What's the right model for a post-Brexit UK? This is now set to be discussed for several years now. But there are several perfectly good paths for us to follow. There's full Brexit, which would leave us with full control over everything from agriculture to justice and immigration, but dependent on international rules to trade. This, contrary to popular belief, is a perfectly good option for the UK. Plenty of countries outside the single market trade very successfully inside it and there is no reason we shouldn't either. Norman Lamont looked at this in The Daily Telegraph just before the vote. One of his key points is this: the cash we pay into the EU every year comes to the equivalent of about 7% of the value of our exports to the EU. We are effectively paying a 7% tariff to avoid what would otherwise be a 3% tariff. Which seems a bit silly.

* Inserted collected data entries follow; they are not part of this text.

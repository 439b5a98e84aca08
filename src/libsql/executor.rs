use async_trait::async_trait;
use deadpool_libsql::{Object, Pool};
use tracing::{debug, warn};

use crate::dialect::interpolate;
use crate::error::SqlUnifyError;
use crate::orchestrator::{TransactionalBackend, run_statements};
use crate::statement::{Statement, StatementMetadata, StatementResult};
use crate::types::EngineKind;

use super::params::Params;
use super::query::build_result_set;

/// Orchestrator backend over a deadpool of libsql connections.
#[derive(Clone)]
pub struct LibsqlBackend {
    pool: Pool,
    transactions_supported: bool,
}

impl LibsqlBackend {
    #[must_use]
    pub fn new(pool: Pool, transactions_supported: bool) -> Self {
        Self {
            pool,
            transactions_supported,
        }
    }

    #[must_use]
    pub fn transactions_supported(&self) -> bool {
        self.transactions_supported
    }

    #[must_use]
    pub fn pool(&self) -> &Pool {
        &self.pool
    }

    /// Run `statements`, falling back to one atomic batch when the endpoint cannot hold a
    /// transaction open.
    ///
    /// # Errors
    /// As [`run_statements`]; in batch mode any failure is a `TransactionError` at index 0.
    pub async fn execute(
        &self,
        statements: &[Statement],
        use_transaction: bool,
    ) -> Result<Vec<StatementResult>, SqlUnifyError> {
        if use_transaction && !self.transactions_supported {
            return self.execute_batch_fallback(statements).await;
        }
        run_statements(self, statements, use_transaction).await
    }

    /// All-or-nothing batch with every parameter interpolated client side.
    ///
    /// The endpoint reports neither per-statement rows nor which statement failed, so results
    /// carry zeroed metadata and tolerance flags are not honored.
    async fn execute_batch_fallback(
        &self,
        statements: &[Statement],
    ) -> Result<Vec<StatementResult>, SqlUnifyError> {
        let batch = build_batch(statements)?;

        let conn = self.acquire_connection().await?;
        debug!(statements = statements.len(), "libsql transactional batch");
        let _ = conn
            .execute_transactional_batch(&batch)
            .await
            .map_err(|e| SqlUnifyError::from(e).in_transaction(0))?;

        Ok(statements
            .iter()
            .map(|s| StatementResult::mutation(StatementMetadata::default(), s.clone()))
            .collect())
    }
}

/// Render `statements` as one `;`-separated script with parameters inlined.
///
/// # Errors
/// Returns `SqlUnifyError::ParameterError` when a statement's placeholders and parameters
/// disagree.
pub(crate) fn build_batch(statements: &[Statement]) -> Result<String, SqlUnifyError> {
    let interpolated = statements
        .iter()
        .map(|s| interpolate(EngineKind::Libsql, s))
        .collect::<Result<Vec<_>, _>>()?;
    if interpolated.iter().any(|s| s.tolerate_failure) {
        warn!("failure tolerance is ignored in libsql batch mode");
    }
    Ok(interpolated
        .iter()
        .map(|s| s.sql.trim_end().trim_end_matches(';'))
        .collect::<Vec<_>>()
        .join(";\n"))
}

/// Prepare and run one statement; statements with result columns return rows.
///
/// # Errors
/// Returns `SqlUnifyError::LibsqlError` on prepare or execution failure.
pub async fn execute_on_connection(
    conn: &Object,
    statement: &Statement,
) -> Result<StatementResult, SqlUnifyError> {
    let mut prepared = conn.prepare(&statement.sql).await?;
    let params = Params::convert(&statement.params).into_vec();

    if prepared.column_count() == 0 {
        let affected = prepared.execute(params).await? as u64;
        let last_insert_id = (affected > 0 && statement.is_insert())
            .then(|| conn.last_insert_rowid());
        return Ok(StatementResult::mutation(
            StatementMetadata::mutation(affected, last_insert_id),
            statement.clone(),
        ));
    }

    let rows = prepared.query(params).await?;
    let result_set = build_result_set(rows).await?;
    Ok(StatementResult::from_rows(result_set, statement.clone()))
}

#[async_trait]
impl TransactionalBackend for LibsqlBackend {
    type Conn = Object;

    async fn acquire_connection(&self) -> Result<Object, SqlUnifyError> {
        self.pool.get().await.map_err(|e| {
            SqlUnifyError::ConnectionError(format!("Failed to get libsql connection: {e}"))
        })
    }

    async fn begin_transaction(&self, conn: &mut Object) -> Result<(), SqlUnifyError> {
        conn.execute("BEGIN", ()).await?;
        Ok(())
    }

    async fn commit_transaction(&self, conn: &mut Object) -> Result<(), SqlUnifyError> {
        conn.execute("COMMIT", ()).await?;
        Ok(())
    }

    async fn rollback_transaction(&self, conn: &mut Object) -> Result<(), SqlUnifyError> {
        if conn.is_autocommit() {
            return Ok(());
        }
        conn.execute("ROLLBACK", ()).await?;
        Ok(())
    }

    async fn execute_statement(
        &self,
        conn: &mut Object,
        statement: &Statement,
        _in_transaction: bool,
    ) -> Result<StatementResult, SqlUnifyError> {
        debug!(sql = %statement.sql, params = statement.params.len(), "libsql execute");
        execute_on_connection(conn, statement).await
    }
}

Next, there is the obvious and less tricky option of being inside the European EA and the European Free Trade Area (EFTA). Norway, Iceland, Switzerland and Liechtenstein are members (Switzerland is the only one which is in EFTA but not the EEA, but it has a bilateral agreement with the EU which gives a similar result). Iceland's banking crisis aside, all are pretty successful. There's a good explanation of why it could work for us from Phil Hendren, writing on medium.com, but in essence, it's a simple argument. Being in it would mean that we followed all the rules of the single market as they are now in order to have access to it, and that we make choices about all new laws if we want access to that bit of the market we implement them. If we don't, we don't. However, we also "regain or cement control" over areas such as crime and punishment, foreign policy, defence, international development, agriculture, fisheries, justice, and areas of social policy unrelated to the single market. Crucially, we could also regain the ability, as Norway does, to make our own trade deals outside of the EU (the EU is really lousy at making trade deals).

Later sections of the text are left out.